The fairly good recovery in economy , business and job market in the aftermath of subsiding Corona pandemic bodes well for the overseas investments in India which in turn will have a positive impact on real estate growth in the coming year.
The FDI scenario in the first half of 2021 paints a promising picture. Real estate investment, according to JLL topped $1.35 billion in Q2 2021, thereby reflecting a nine- fold increase. Despite the second wave of Corona virus that hit India in April this year, the first six months of the current year saw investments worth $2.7 billion which is 53% of the total investments registered in 2020. According to Knight Frank India’s Active Capital Report 2021, next year the cross-border investments in real estate will be driven by commercial office real estate. The share of the commercial office segment will be more than 50% of the total FDI, followed by residential real estate. Mid- priced housing will dominate the FDI in residential real estate.

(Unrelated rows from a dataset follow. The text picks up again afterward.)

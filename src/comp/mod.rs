//! Compositor core
//!
//! One explicit context owns the window stack, the damage accumulator,
//! the animation clock and the backend seam. Decoded notifications come
//! in and turn into state transitions and damage; once per wakeup,
//! `prepare_frame` (in `paint`) turns the accumulated state into a paint
//! plan. Per-window failures are contained to that window; nothing here
//! tears the session down.

pub mod damage;
pub mod paint;
pub mod stack;
pub mod window;

use std::time::Instant;

use tracing::{debug, error, info, trace, warn};

use crate::animation::{Finished, TransitionEvent};
use crate::backend::Backend;
use crate::config::Config;
use crate::events::{Listener, Notification, PropertyKind};
use crate::geometry::{Geometry, Rect};
use crate::Xid;

use damage::DamageTracker;
use paint::FadeClock;
use stack::{WinHandle, WindowStack};
use window::{CompWindow, DestroyStart, FinishAction, WinFlags, WinState};

pub use paint::{FrameResult, PaintEntry, PaintPlan};

/// The compositing session model. All mutation happens on the loop
/// thread through `handle_notification` and `prepare_frame`.
pub struct Compositor {
    config: Config,
    stack: WindowStack,
    damage: DamageTracker,
    clock: FadeClock,
    backend: Box<dyn Backend>,
    listener: Option<Box<dyn Listener>>,
    root: Xid,
    screen_width: u32,
    screen_height: u32,
    redirected: bool,
    unredir_deadline: Option<Instant>,
    focused: Option<WinHandle>,
}
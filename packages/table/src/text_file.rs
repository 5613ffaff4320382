//! Plain-text address lists, one address per line.

use std::io::{BufRead, Write};

use crate::columns::{ADDRESS_ALIASES, find_column_index};
use crate::enrich::STANDARDIZED_ADDRESS;
use crate::{CellValue, Table, TableError};

/// Column name given to addresses read from a text file.
pub const TEXT_ADDRESS_COLUMN: &str = "Address";

/// Reads one address per non-blank line into a single `Address` column.
///
/// # Errors
///
/// Returns [`TableError::Io`] if reading fails.
pub fn read_lines<R: BufRead>(reader: R) -> Result<Table, TableError> {
    let mut table = Table::new(vec![TEXT_ADDRESS_COLUMN.to_string()]);
    for line in reader.lines() {
        let line = line?;
        let line = line.trim();
        if !line.is_empty() {
            table.push_row(vec![CellValue::from(line)]);
        }
    }
    Ok(table)
}

/// Writes one line per row: the standardized address if present,
/// otherwise the original address text. Rows with neither produce an
/// empty line so output lines stay aligned with input rows.
///
/// # Errors
///
/// Returns [`TableError::Io`] if writing fails.
pub fn write_lines<W: Write>(table: &Table, mut writer: W) -> Result<(), TableError> {
    let standardized = table
        .columns()
        .iter()
        .rposition(|c| c == STANDARDIZED_ADDRESS);
    let original = find_column_index(table.columns(), ADDRESS_ALIASES);

    for row in table.rows() {
        let text = |index: Option<usize>| {
            index
                .and_then(|i| row.get(i))
                .and_then(CellValue::as_text)
        };
        let line = text(standardized).or_else(|| text(original)).unwrap_or("");
        writeln!(writer, "{line}")?;
    }
    writer.flush()?;
    Ok(())
}

#[cfg(test)]
mod tests {
    use super::*;

    #[test]
    fn skips_blank_lines() {
        let table = read_lines("1 Main St\r\n\n   \n 2 Oak Ave \n".as_bytes()).unwrap();
        assert_eq!(table.columns(), [TEXT_ADDRESS_COLUMN]);
        assert_eq!(table.row_count(), 2);
        assert_eq!(table.cell(1, "Address"), Some(&CellValue::from("2 Oak Ave")));
    }

    #[test]
    fn prefers_standardized_address() {
        let table = Table::from_rows(
            vec!["Address".to_string(), STANDARDIZED_ADDRESS.to_string()],
            vec![
                vec!["1 main st".into(), "1 Main Street".into()],
                vec!["unknown".into(), CellValue::Null],
                vec![CellValue::Null, CellValue::Null],
            ],
        );
        let mut out = Vec::new();
        write_lines(&table, &mut out).unwrap();
        assert_eq!(String::from_utf8(out).unwrap(), "1 Main Street\nunknown\n\n");
    }
}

Says Mr. Pradeep Aggarwal, Founder & Chairman, Signature Global and Chairman, Assocham National Council on Real estate & Housing, “In the backdrop of structural reforms and in view of the current scenario of receding covid pandemic and much improved vaccination coverage, besides government policy initiatives to support covid hit realty, India will remain an attractive foreign investment destination. This will bode well for the growth of the real estate sector.